Yep. Him and Oscar...actually sound a bit like Oscar...

Can do a spot on Yogi Bear...


----------



## drzeus (Sep 11, 2010)

Thanx Everyone!
I really was hoping to find someone that sounds alot like the characters voice. I suppose it is perfectly possible that a woman could do it?
Dave- He is kinda like Bela Lugosi (kind of), maybe with a Jersey Accent?? LOL


----------



## DaveintheGrave (Feb 12, 2004)

The Halloween Lady said:


> Lololol I do him all the time too! My kids loved him. I think you probably need a guy to do it. Good luck.
> 
> Dave I grew up on Captain Kangaroo (and Mr. Green Jeans) too! Ha... Guess we're dating ourselves!

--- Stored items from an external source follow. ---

//! DCAT-JSON parser: accepts either a bare array of dataset objects or a
//! catalog object carrying a `dataset` array.

use dch_core::DcatDataset;
use serde_json::Value;

use crate::{content_hash, DatasetFormat, Extracted, ParseError, SplitRecord};

/// In tolerant mode a dataset lacking both `identifier` and `uri` is keyed
/// by a hash of its own content instead of failing the whole document.
#[derive(Debug, Clone, Copy, Default)]
pub struct JsonFormat {
    pub tolerant: bool,
}

impl JsonFormat {
    pub fn tolerant() -> Self {
        Self { tolerant: true }
    }
}

impl DatasetFormat for JsonFormat {
    fn split(&self, raw: &[u8]) -> Result<Vec<SplitRecord>, ParseError> {
        let doc: Value =
            serde_json::from_slice(raw).map_err(|e| ParseError::Json(e.to_string()))?;

        let datasets: Vec<&Value> = match &doc {
            Value::Array(items) => {
                // catalog-vs-garbage heuristic: a real dataset array leads
                // with an object carrying a publisher
                match items.first() {
                    None => Vec::new(),
                    Some(Value::Object(first)) => {
                        if !first.contains_key("publisher") {
                            return Err(ParseError::Structure(
                                "first array element has no 'publisher' key".to_string(),
                            ));
                        }
                        items.iter().collect()
                    }
                    Some(_) => {
                        return Err(ParseError::Structure(
                            "array element is not an object".to_string(),
                        ))
                    }
                }
            }
            Value::Object(map) => {
                if let Some(dataset) = map.get("dataset") {
                    match dataset {
                        Value::Array(items) => items.iter().collect(),
                        _ => {
                            return Err(ParseError::Structure(
                                "'dataset' value is not an array".to_string(),
                            ))
                        }
                    }
                } else if map.contains_key("publisher") {
                    // a single dataset object rather than a catalog
                    vec![&doc]
                } else {
                    return Err(ParseError::Structure(
                        "object has neither 'dataset' nor 'publisher' key".to_string(),
                    ));
                }
            }
            _ => {
                return Err(ParseError::Structure(
                    "top-level JSON value is neither an array nor an object".to_string(),
                ))
            }
        };

        let mut out = Vec::with_capacity(datasets.len());
        for (index, dataset) in datasets.iter().enumerate() {
            let Value::Object(fields) = dataset else {
                return Err(ParseError::Structure(format!(
                    "dataset at index {index} is not an object"
                )));
            };
            if !fields.contains_key("title") {
                return Err(ParseError::Structure(format!(
                    "dataset at index {index} has no 'title'"
                )));
            }
            let fragment = serde_json::to_string(dataset)
                .map_err(|e| ParseError::Json(e.to_string()))?;
            let guid = match key_field(fields, "identifier").or_else(|| key_field(fields, "uri"))
            {
                Some(guid) => guid,
                None if self.tolerant => content_hash(fragment.as_bytes()),
                None => {
                    return Err(ParseError::Structure(format!(
                        "dataset at index {index} has neither 'identifier' nor 'uri'"
                    )))
                }
            };
            out.push(SplitRecord { guid, fragment });
        }
        Ok(out)
    }

    fn extract(&self, fragment: &str) -> Result<Extracted, ParseError> {
        let dataset: DcatDataset =
            serde_json::from_str(fragment).map_err(|e| ParseError::Json(e.to_string()))?;
        Ok(Extracted::Record(Box::new(dataset)))
    }
}

/// Identifier-ish fields are occasionally published as numbers.
fn key_field(fields: &serde_json::Map<String, Value>, key: &str) -> Option<String> {
    match fields.get(key) {
        Some(Value::String(s)) if !s.is_empty() => Some(s.clone()),
        Some(Value::Number(n)) => Some(n.to_string()),
        _ => None,
    }
}

#[cfg(test)]
mod tests {
    use super::*;

    fn split(json: &str) -> Result<Vec<SplitRecord>, ParseError> {
        JsonFormat::default().split(json.as_bytes())
    }

    #[test]
    fn rejects_non_json() {
        assert!(matches!(split("fdfd"), Err(ParseError::Json(_))));
    }

    #[test]
    fn rejects_scalar_document() {
        assert!(matches!(split("42"), Err(ParseError::Structure(_))));
    }

    #[test]
    fn rejects_list_with_non_object_item() {
        assert!(matches!(
            split(r#"["not a dataset"]"#),
            Err(ParseError::Structure(_))
        ));
    }

    #[test]
    fn rejects_list_whose_first_item_lacks_publisher() {
        assert!(matches!(split("[{}]"), Err(ParseError::Structure(_))));
    }

    #[test]
    fn rejects_object_that_is_not_a_catalog() {
        assert!(matches!(split("{}"), Err(ParseError::Structure(_))));
    }

    #[test]
    fn rejects_catalog_with_non_array_dataset() {
        assert!(matches!(
            split(r#"{"dataset": {"not": "a dataset"}}"#),
            Err(ParseError::Structure(_))
        ));
    }

    #[test]
    fn rejects_dataset_without_title() {
        let err = split(r#"[{"identifier": "d1", "publisher": "CO"}]"#).unwrap_err();
        assert!(err.to_string().contains("title"), "{err}");
    }

    #[test]
    fn rejects_dataset_without_identifier_or_uri() {
        let err = split(r#"[{"title": "T", "publisher": "CO"}]"#).unwrap_err();
        assert!(err.to_string().contains("identifier"), "{err}");
    }

    #[test]
    fn tolerant_mode_hashes_keyless_datasets() {
        let records = JsonFormat::tolerant()
            .split(br#"[{"title": "T", "publisher": "CO"}]"#)
            .unwrap();
        assert_eq!(records.len(), 1);
        assert_eq!(records[0].guid.len(), 64);
    }

    #[test]
    fn splits_bare_dataset_array() {
        let records =
            split(r#"[{"identifier": "d1", "title": "T", "publisher": "CO"}]"#).unwrap();
        assert_eq!(records[0].guid, "d1");
    }

    #[test]
    fn splits_catalog_object() {
        let records = split(
            r#"{"dataset": [{"identifier": "d1", "title": "T", "publisher": "CO"},
                            {"uri": "http://example.org/d2", "title": "U"}]}"#,
        )
        .unwrap();
        assert_eq!(records.len(), 2);
        assert_eq!(records[1].guid, "http://example.org/d2");
    }

    #[test]
    fn extract_returns_identifier_matching_split_guid() {
        let doc = r#"{"dataset": [{"identifier": "d1", "title": "T", "publisher": "CO"}]}"#;
        let format = JsonFormat::default();
        let records = format.split(doc.as_bytes()).unwrap();
        let Extracted::Record(dataset) = format.extract(&records[0].fragment).unwrap() else {
            panic!("expected a record");
        };
        assert_eq!(dataset.identifier.as_deref(), Some(records[0].guid.as_str()));
        assert_eq!(dataset.title.as_deref(), Some("T"));
    }
}
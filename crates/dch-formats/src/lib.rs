//! Format parsers: each implementation turns a raw harvested document into a
//! stream of `(identifier, fragment)` pairs, and turns one fragment back
//! into a canonical record.

use serde::Deserialize;
use sha2::{Digest, Sha256};
use thiserror::Error;

pub mod graph;
pub mod ns;

mod json;
mod rdf;
mod rdfxml;
mod turtle;
mod xml;

pub use json::JsonFormat;
pub use rdf::{RdfFormat, RdfSyntax};
pub use xml::XmlFormat;

use dch_core::DcatDataset;
use graph::ResourceRef;

/// Structural/syntax failure for one document. Recoverable at the
/// reconciliation level (the run aborts and the error is reported), fatal
/// for the attempt itself.
#[derive(Debug, Error)]
pub enum ParseError {
    #[error("invalid JSON: {0}")]
    Json(String),
    #[error("invalid XML: {0}")]
    Xml(String),
    #[error("unexpected document structure: {0}")]
    Structure(String),
    #[error("RDF syntax error at line {line}: {message}")]
    Syntax { line: usize, message: String },
    #[error("unsupported RDF serialization '{0}'")]
    UnsupportedSyntax(String),
}

/// One dataset as carved out of a source document: the reconciliation key
/// plus a self-contained fragment that can be extracted later on its own.
#[derive(Debug, Clone, PartialEq, Eq)]
pub struct SplitRecord {
    pub guid: String,
    pub fragment: String,
}

/// Outcome of extracting one fragment. A deliberately skipped record is a
/// value, not an error, so callers can treat it as "no change".
#[derive(Debug)]
pub enum Extracted {
    Record(Box<DcatDataset>),
    Ignored(String),
}

pub trait DatasetFormat: Send + Sync {
    /// Carve a raw document into per-dataset fragments.
    fn split(&self, raw: &[u8]) -> Result<Vec<SplitRecord>, ParseError>;

    /// Reduce one fragment to a canonical record, or signal a deliberate
    /// skip.
    fn extract(&self, fragment: &str) -> Result<Extracted, ParseError>;
}

/// Source serialization families, as named in source configuration.
#[derive(Debug, Clone, Copy, PartialEq, Eq, Deserialize)]
#[serde(rename_all = "lowercase")]
pub enum SourceFormat {
    Json,
    Xml,
    Rdf,
}

impl SourceFormat {
    pub fn from_hint(hint: &str) -> Option<Self> {
        match hint.to_ascii_lowercase().as_str() {
            "json" => Some(SourceFormat::Json),
            "xml" => Some(SourceFormat::Xml),
            "rdf" => Some(SourceFormat::Rdf),
            _ => None,
        }
    }
}

/// Select a parser implementation from source configuration.
pub fn format_for(
    format: SourceFormat,
    syntax: RdfSyntax,
    filter: DiscardFilter,
) -> Box<dyn DatasetFormat> {
    match format {
        SourceFormat::Json => Box::new(JsonFormat::default()),
        SourceFormat::Xml => Box::new(XmlFormat),
        SourceFormat::Rdf => Box::new(RdfFormat::new(syntax).with_filter(filter)),
    }
}

/// Filter for editorial/taxonomic branches that should never be imported.
/// When any of the configured predicates carries a value from the block
/// list, extraction reports the record as ignored instead of producing it.
#[derive(Debug, Clone, Default, Deserialize)]
#[serde(default)]
pub struct DiscardFilter {
    /// Predicates to inspect; empty means the built-in subject, theme and
    /// folder predicates.
    pub predicates: Vec<String>,
    pub blocked: Vec<String>,
}

impl DiscardFilter {
    pub fn is_empty(&self) -> bool {
        self.blocked.is_empty()
    }

    fn effective_predicates(&self) -> Vec<&str> {
        if self.predicates.is_empty() {
            vec![ns::dct::SUBJECT, ns::dcat::THEME, ns::folder::IN_FOLDER]
        } else {
            self.predicates.iter().map(String::as_str).collect()
        }
    }

    /// First blocked value found on the resource, if any.
    pub fn blocked_value(&self, resource: &ResourceRef) -> Option<String> {
        if self.is_empty() {
            return None;
        }
        for predicate in self.effective_predicates() {
            for term in resource.all(predicate) {
                if let Some(iri) = term.as_iri() {
                    if self.blocked.iter().any(|blocked| blocked == iri) {
                        return Some(iri.to_string());
                    }
                }
            }
        }
        None
    }
}

/// Stable content-hash identifier for records offering no key of their own.
pub fn content_hash(bytes: &[u8]) -> String {
    let mut hasher = Sha256::new();
    hasher.update(bytes);
    hex::encode(hasher.finalize())
}
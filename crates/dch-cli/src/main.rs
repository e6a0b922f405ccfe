use std::path::PathBuf;

use anyhow::{Context, Result};
use clap::{Parser, Subcommand};
use dch_fetch::ContentFetcher;
use dch_formats::{format_for, DiscardFilter, Extracted, RdfSyntax, SourceFormat};
use dch_sync::{
    HarvestConfig, HarvestPipeline, MemoryCatalog, MemoryLicenses, MemoryStore, NoopTransform,
    RunOptions, SourceRegistry,
};

#[derive(Debug, Parser)]
#[command(name = "dch-cli")]
#[command(about = "DCAT catalog harvester command-line interface")]
struct Cli {
    #[command(subcommand)]
    command: Option<Commands>,
}

#[derive(Debug, Subcommand)]
enum Commands {
    /// Harvest every enabled source from the registry into an in-memory
    /// catalog and print per-source run summaries.
    Harvest {
        #[arg(long, default_value = "sources.yaml")]
        sources: PathBuf,
        /// Restrict the run to one source id.
        #[arg(long)]
        source_id: Option<String>,
        #[arg(long)]
        force: bool,
    },
    /// Split and extract one local document, printing canonical records as
    /// JSON.
    Parse {
        path: PathBuf,
        /// Document family: json, xml or rdf.
        #[arg(long, default_value = "json")]
        format: String,
        /// RDF serialization hint: xml, turtle, n3, nt, trix or rdfa.
        #[arg(long, default_value = "xml")]
        syntax: String,
    },
}

#[tokio::main]
async fn main() -> Result<()> {
    tracing_subscriber::fmt()
        .with_env_filter(tracing_subscriber::EnvFilter::from_default_env())
        .init();

    let cli = Cli::parse();
    match cli.command.unwrap_or(Commands::Harvest {
        sources: PathBuf::from("sources.yaml"),
        source_id: None,
        force: false,
    }) {
        Commands::Harvest {
            sources,
            source_id,
            force,
        } => harvest(&sources, source_id.as_deref(), force).await,
        Commands::Parse {
            path,
            format,
            syntax,
        } => parse(&path, &format, &syntax),
    }
}

async fn harvest(sources: &PathBuf, source_id: Option<&str>, force: bool) -> Result<()> {
    let registry = SourceRegistry::load(sources)?;
    let config = HarvestConfig::from_env();
    let fetcher = ContentFetcher::new(config.fetch_config())?;

    let mut store = MemoryStore::new();
    let mut catalog = MemoryCatalog::new();
    let licenses = MemoryLicenses::default();
    let transform = NoopTransform;
    let mut pipeline = HarvestPipeline {
        fetcher: &fetcher,
        store: &mut store,
        catalog: &mut catalog,
        licenses: &licenses,
        transform: &transform,
        options: RunOptions {
            force_import: force,
        },
    };

    for source in registry
        .sources
        .iter()
        .filter(|s| s.enabled && source_id.map_or(true, |want| want == s.source_id))
    {
        let summary = pipeline.run_source(source).await?;
        println!(
            "{}: run_id={} gathered={} created={} updated={} deleted={} skipped={}",
            summary.source_id,
            summary.run_id,
            summary.gathered,
            summary.created,
            summary.updated,
            summary.deleted,
            summary.skipped,
        );
        for error in &summary.errors {
            eprintln!("  error: {error}");
        }
    }
    Ok(())
}

fn parse(path: &PathBuf, format_hint: &str, syntax_hint: &str) -> Result<()> {
    let raw = std::fs::read(path).with_context(|| format!("reading {}", path.display()))?;
    let format = SourceFormat::from_hint(format_hint)
        .with_context(|| format!("unknown format hint '{format_hint}'"))?;
    let syntax = RdfSyntax::from_hint(syntax_hint)
        .with_context(|| format!("unknown RDF syntax hint '{syntax_hint}'"))?;

    let parser = format_for(format, syntax, DiscardFilter::default());
    for record in parser.split(&raw)? {
        match parser.extract(&record.fragment)? {
            Extracted::Record(dataset) => {
                println!("{}", serde_json::to_string_pretty(dataset.as_ref())?);
            }
            Extracted::Ignored(reason) => {
                eprintln!("{}: ignored ({reason})", record.guid);
            }
        }
    }
    Ok(())
}
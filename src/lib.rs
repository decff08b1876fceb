pub mod models;
pub mod processing;
pub mod validation;
pub mod utils;
pub mod card_scanner;

pub use card_scanner::CardScanner;
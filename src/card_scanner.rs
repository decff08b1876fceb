use crate::models::*;
use crate::processing::{
    assemble, crop_to_card, partition, preprocess, CardColors, CardImage, FieldRecognizer,
    OcrEngine, Profile, TesseractEngine,
};
use crate::utils::CardError;
use image::RgbaImage;
use log::{debug, info};
use std::path::Path;
use std::sync::Arc;
use tokio::sync::mpsc::Sender;

/// Extracts a `CardRecord` from a photographed ID card.
pub struct CardScanner {
    config: ScanConfig,
    colors: CardColors,
    recognizer: FieldRecognizer,
}

impl CardScanner {
    pub fn new(engine: Arc<dyn OcrEngine>, config: ScanConfig) -> Self {
        let recognizer = FieldRecognizer::new(engine, config.ocr_timeout(), config.dark_text);
        CardScanner {
            config,
            colors: CardColors::default(),
            recognizer,
        }
    }

    /// Scanner backed by Tesseract with the configured language and data path.
    pub fn with_tesseract(config: ScanConfig) -> Self {
        let engine = TesseractEngine::new(&config.language, config.tessdata_path.as_deref());
        Self::new(Arc::new(engine), config)
    }

    pub fn with_colors(mut self, colors: CardColors) -> Self {
        self.colors = colors;
        self
    }

    pub fn config(&self) -> &ScanConfig {
        &self.config
    }

    pub async fn scan_file(
        &self,
        path: &Path,
        progress_tx: Option<Sender<ProgressEvent>>,
    ) -> Result<CardRecord, CardError> {
        let image = CardImage::open(path)?;
        Ok(self.scan(&image, progress_tx).await)
    }

    pub async fn scan_bytes(
        &self,
        bytes: &[u8],
        progress_tx: Option<Sender<ProgressEvent>>,
    ) -> Result<CardRecord, CardError> {
        let image = CardImage::from_bytes(bytes)?;
        Ok(self.scan(&image, progress_tx).await)
    }

    /// Run the full pipeline on a decoded image. Always returns a complete record.
    pub async fn scan(
        &self,
        image: &CardImage,
        progress_tx: Option<Sender<ProgressEvent>>,
    ) -> CardRecord {
        // Step 1: Find the card in the frame
        let card = if self.config.locate_card {
            let (card, bounds) = crop_to_card(image, &self.colors);
            info!("Card located at {}x{}+{}+{}", bounds.width, bounds.height, bounds.x, bounds.y);
            notify(
                &progress_tx,
                ProgressEvent::CardLocated { x: bounds.x, y: bounds.y, width: bounds.width, height: bounds.height },
            );
            card
        } else {
            image.clone()
        };

        // Step 2: Partition into field regions, each branch owns its crop
        let regions = partition(&card, &self.config.layout);
        notify(&progress_tx, ProgressEvent::RegionsPartitioned);
        let crop = |field: FieldType| card.crop(&regions[&field]);

        // Step 3: Recognize text fields and enhance the photo concurrently
        let photo_pixels = crop(FieldType::Photo);
        let (name, id, year, barcode, photo) = tokio::join!(
            self.recognize(FieldType::Name, crop(FieldType::Name), &progress_tx),
            self.recognize(FieldType::Id, crop(FieldType::Id), &progress_tx),
            self.recognize(FieldType::Year, crop(FieldType::Year), &progress_tx),
            self.recognize(FieldType::Barcode, crop(FieldType::Barcode), &progress_tx),
            enhance_photo(photo_pixels, &progress_tx),
        );

        // Step 4: Assemble
        let record = assemble(name, id, year, barcode, photo);
        info!(
            "Assembled card record: name={} ({}), id={} ({}), year={} ({}), barcode={} ({:?})",
            record.name,
            record.confidence.name,
            record.card_id,
            record.confidence.card_id,
            record.year,
            record.confidence.year,
            record.barcode,
            record.barcode_source
        );
        notify(&progress_tx, ProgressEvent::Assembled);
        record
    }

    /// Blocking wrapper for callers without a runtime.
    ///
    /// OCR calls abandoned after their deadline are left running on the
    /// blocking pool; the runtime is shut down without waiting for them.
    pub fn scan_file_blocking(&self, path: &Path) -> Result<CardRecord, CardError> {
        let runtime = tokio::runtime::Builder::new_current_thread()
            .enable_all()
            .build()
            .map_err(|e| CardError::Io(format!("Failed to start runtime: {}", e)))?;
        let result = runtime.block_on(self.scan_file(path, None));
        runtime.shutdown_background();
        result
    }

    async fn recognize(
        &self,
        field: FieldType,
        pixels: RgbaImage,
        progress_tx: &Option<Sender<ProgressEvent>>,
    ) -> RecognitionResult {
        let result = self.recognizer.recognize(field, pixels).await;
        notify(progress_tx, ProgressEvent::FieldRecognized { field, confidence: result.confidence });
        result
    }
}

async fn enhance_photo(
    pixels: RgbaImage,
    progress_tx: &Option<Sender<ProgressEvent>>,
) -> RgbaImage {
    let photo = preprocess(pixels, Profile::Photo);
    notify(progress_tx, ProgressEvent::PhotoEnhanced);
    photo
}

/// Progress is best effort: a full or closed channel drops the event.
fn notify(progress_tx: &Option<Sender<ProgressEvent>>, event: ProgressEvent) {
    if let Some(tx) = progress_tx {
        if let Err(e) = tx.try_send(event) {
            debug!("Progress event dropped: {}", e);
        }
    }
}
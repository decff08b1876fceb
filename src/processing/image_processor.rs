use crate::models::FieldType;
use image::{GrayImage, Luma, Rgba, RgbaImage};
use imageproc::contrast::threshold;

/// Threshold for light text on the name band.
pub const NAME_THRESHOLD: u8 = 170;
/// Threshold used when the name is printed dark.
pub const DARK_TEXT_THRESHOLD: u8 = 100;
pub const DIGITS_THRESHOLD: u8 = 150;
pub const DIGITS_CONTRAST: f32 = 1.6;
pub const BARCODE_THRESHOLD: u8 = 130;
pub const PHOTO_BOOST: f32 = 1.1;
pub const PHOTO_CONTRAST_STEP: u8 = 10;

/// Image transform applied to a region before recognition.
#[derive(Debug, Clone, Copy, PartialEq)]
pub enum Profile {
    /// Gentle colour boost, no binarization.
    Photo,
    Name { dark_text: bool },
    /// Contrast stretch then binarize, for the ID and year bands.
    Digits,
    /// Low threshold plus horizontal gap fill between bars.
    Barcode,
    /// Second barcode attempt when the first yields too few digits.
    BarcodeAlternate,
}

impl Profile {
    pub fn for_field(field: FieldType, dark_text: bool) -> Profile {
        match field {
            FieldType::Photo => Profile::Photo,
            FieldType::Name => Profile::Name { dark_text },
            FieldType::Id | FieldType::Year => Profile::Digits,
            FieldType::Barcode => Profile::Barcode,
        }
    }

    pub fn is_binarizing(&self) -> bool {
        !matches!(self, Profile::Photo)
    }
}

/// Apply a profile. Output always has the input's dimensions.
pub fn preprocess(region: RgbaImage, profile: Profile) -> RgbaImage {
    match profile {
        Profile::Photo => enhance_photo(region),
        Profile::Name { dark_text } => {
            let t = if dark_text { DARK_TEXT_THRESHOLD } else { NAME_THRESHOLD };
            to_rgba(&threshold(&luminance(&region), t))
        }
        Profile::Digits => {
            let gray = stretch_contrast(luminance(&region), DIGITS_CONTRAST);
            to_rgba(&threshold(&gray, DIGITS_THRESHOLD))
        }
        Profile::Barcode => {
            let binary = threshold(&luminance(&region), BARCODE_THRESHOLD);
            to_rgba(&fill_bar_gaps(&binary))
        }
        Profile::BarcodeAlternate => preprocess(region, Profile::Name { dark_text: true }),
    }
}

/// Weighted luminance 0.299R + 0.587G + 0.114B.
pub fn luminance(img: &RgbaImage) -> GrayImage {
    GrayImage::from_fn(img.width(), img.height(), |x, y| {
        let p = img.get_pixel(x, y);
        let gray = 0.299 * p[0] as f32 + 0.587 * p[1] as f32 + 0.114 * p[2] as f32;
        Luma([gray.round().clamp(0.0, 255.0) as u8])
    })
}

fn stretch_contrast(mut img: GrayImage, factor: f32) -> GrayImage {
    for pixel in img.pixels_mut() {
        let value = (pixel[0] as f32 - 128.0) * factor + 128.0;
        pixel[0] = value.round().clamp(0.0, 255.0) as u8;
    }
    img
}

/// Darken any light pixel that sits between two dark pixels on the same row.
///
/// Neighbours are read from the unfilled input so a single pass is stable.
fn fill_bar_gaps(binary: &GrayImage) -> GrayImage {
    let mut out = binary.clone();
    let (width, height) = binary.dimensions();
    if width < 3 {
        return out;
    }
    for y in 0..height {
        for x in 1..width - 1 {
            let left = binary.get_pixel(x - 1, y)[0];
            let here = binary.get_pixel(x, y)[0];
            let right = binary.get_pixel(x + 1, y)[0];
            if left == 0 && here == 255 && right == 0 {
                out.put_pixel(x, y, Luma([0]));
            }
        }
    }
    out
}

fn enhance_photo(mut img: RgbaImage) -> RgbaImage {
    for pixel in img.pixels_mut() {
        for c in 0..3 {
            let boosted = (pixel[c] as f32 * PHOTO_BOOST).min(255.0) as u8;
            pixel[c] = if boosted < 128 {
                boosted.saturating_sub(PHOTO_CONTRAST_STEP)
            } else {
                boosted.saturating_add(PHOTO_CONTRAST_STEP)
            };
        }
    }
    img
}

fn to_rgba(gray: &GrayImage) -> RgbaImage {
    RgbaImage::from_fn(gray.width(), gray.height(), |x, y| {
        let v = gray.get_pixel(x, y)[0];
        Rgba([v, v, v, 255])
    })
}
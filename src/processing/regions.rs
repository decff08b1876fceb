use crate::models::{CardLayout, FieldType, Region};
use crate::processing::CardImage;
use image::Rgba;
use log::debug;
use std::collections::BTreeMap;

/// Colour rules used to find the card inside a photo.
#[derive(Debug, Clone, Copy, PartialEq)]
pub struct CardColors {
    pub blue_min_b: u8,
    pub blue_max_r: u8,
    pub blue_max_g: u8,
    pub orange_min_r: u8,
    pub orange_min_g: u8,
    pub orange_max_b: u8,
    /// Samples of each colour required before the crop is trusted.
    pub min_points: usize,
    pub padding: u32,
}

impl Default for CardColors {
    fn default() -> Self {
        CardColors {
            blue_min_b: 150,
            blue_max_r: 100,
            blue_max_g: 130,
            orange_min_r: 200,
            orange_min_g: 150,
            orange_max_b: 100,
            min_points: 10,
            padding: 5,
        }
    }
}

impl CardColors {
    fn is_blue(&self, p: &Rgba<u8>) -> bool {
        p[2] > self.blue_min_b && p[0] < self.blue_max_r && p[1] < self.blue_max_g
    }

    fn is_orange(&self, p: &Rgba<u8>) -> bool {
        p[0] > self.orange_min_r && p[1] > self.orange_min_g && p[2] < self.orange_max_b
    }
}

#[derive(Debug, Default)]
struct Extent {
    count: usize,
    min_x: u32,
    max_x: u32,
    min_y: u32,
    max_y: u32,
}

impl Extent {
    fn add(&mut self, x: u32, y: u32) {
        if self.count == 0 {
            self.min_x = x;
            self.max_x = x;
            self.min_y = y;
            self.max_y = y;
        } else {
            self.min_x = self.min_x.min(x);
            self.max_x = self.max_x.max(x);
            self.min_y = self.min_y.min(y);
            self.max_y = self.max_y.max(y);
        }
        self.count += 1;
    }
}

/// Find the card by its blue header and orange sidebar.
///
/// Returns the full frame unless both colours are seen on more than
/// `min_points` grid samples.
pub fn locate_card(image: &CardImage, colors: &CardColors) -> Region {
    let (width, height) = (image.width(), image.height());
    let full = Region { x: 0, y: 0, width, height, field: FieldType::Photo };
    let step = (width / 50).max(1) as usize;

    let mut blue = Extent::default();
    let mut orange = Extent::default();
    for x in (0..width).step_by(step) {
        for y in (0..height).step_by(step) {
            let p = image.pixels().get_pixel(x, y);
            if colors.is_blue(p) {
                blue.add(x, y);
            }
            if colors.is_orange(p) {
                orange.add(x, y);
            }
        }
    }

    debug!("Card colour samples: blue={} orange={}", blue.count, orange.count);
    if blue.count <= colors.min_points || orange.count <= colors.min_points {
        return full;
    }

    let left = blue.min_x.min(orange.min_x).saturating_sub(colors.padding);
    let top = blue.min_y.min(orange.min_y).saturating_sub(colors.padding);
    let right = (blue.max_x.max(orange.max_x) + colors.padding).min(width);
    let bottom = (blue.max_y.max(orange.max_y) + colors.padding).min(height);

    if right <= left || bottom <= top {
        return full;
    }
    Region { x: left, y: top, width: right - left, height: bottom - top, field: FieldType::Photo }
}

/// Crop the photo to the located card. Falls back to the whole frame.
pub fn crop_to_card(image: &CardImage, colors: &CardColors) -> (CardImage, Region) {
    let bounds = locate_card(image, colors);
    if bounds.x == 0 && bounds.y == 0 && bounds.width == image.width() && bounds.height == image.height() {
        return (image.clone(), bounds);
    }
    match CardImage::new(image.crop(&bounds)) {
        Ok(card) => (card, bounds),
        Err(_) => (image.clone(), Region { x: 0, y: 0, width: image.width(), height: image.height(), field: FieldType::Photo }),
    }
}

fn axis(total: u32, offset: f32, extent: f32) -> (u32, u32) {
    let start = (total as f32 * offset).floor() as u32;
    let len = (total as f32 * extent).floor() as u32;
    // Tiny images floor to zero; keep one pixel and stay inside the frame.
    let len = len.clamp(1, total);
    let start = start.min(total - len);
    (start, len)
}

/// Split the card into the five field regions of `layout`.
pub fn partition(image: &CardImage, layout: &CardLayout) -> BTreeMap<FieldType, Region> {
    let (width, height) = (image.width(), image.height());
    FieldType::ALL
        .iter()
        .map(|&field| {
            let f = layout.fraction(field);
            let (x, w) = axis(width, f.fx, f.fw);
            let (y, h) = axis(height, f.fy, f.fh);
            (field, Region { x, y, width: w, height: h, field })
        })
        .collect()
}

Oh, yea. Dancing Bear, Bunny Rabbit and his Ping-Pong balls, Mr. Moose, etc....... LOL

I can do a pretty good Bullwinkle the Moose--"Hey, Rocky. Watch me pull a rabbit outta my hat!" 
And maybe Underdog, too. 

Thanks for the video! I'll have practice (when nobody else is around to hear).


----------



## printersdevil (Sep 7, 2009)

drzeus, contact you local high school drama departments or colleges in your area. You might find someone who can and will do this.


----------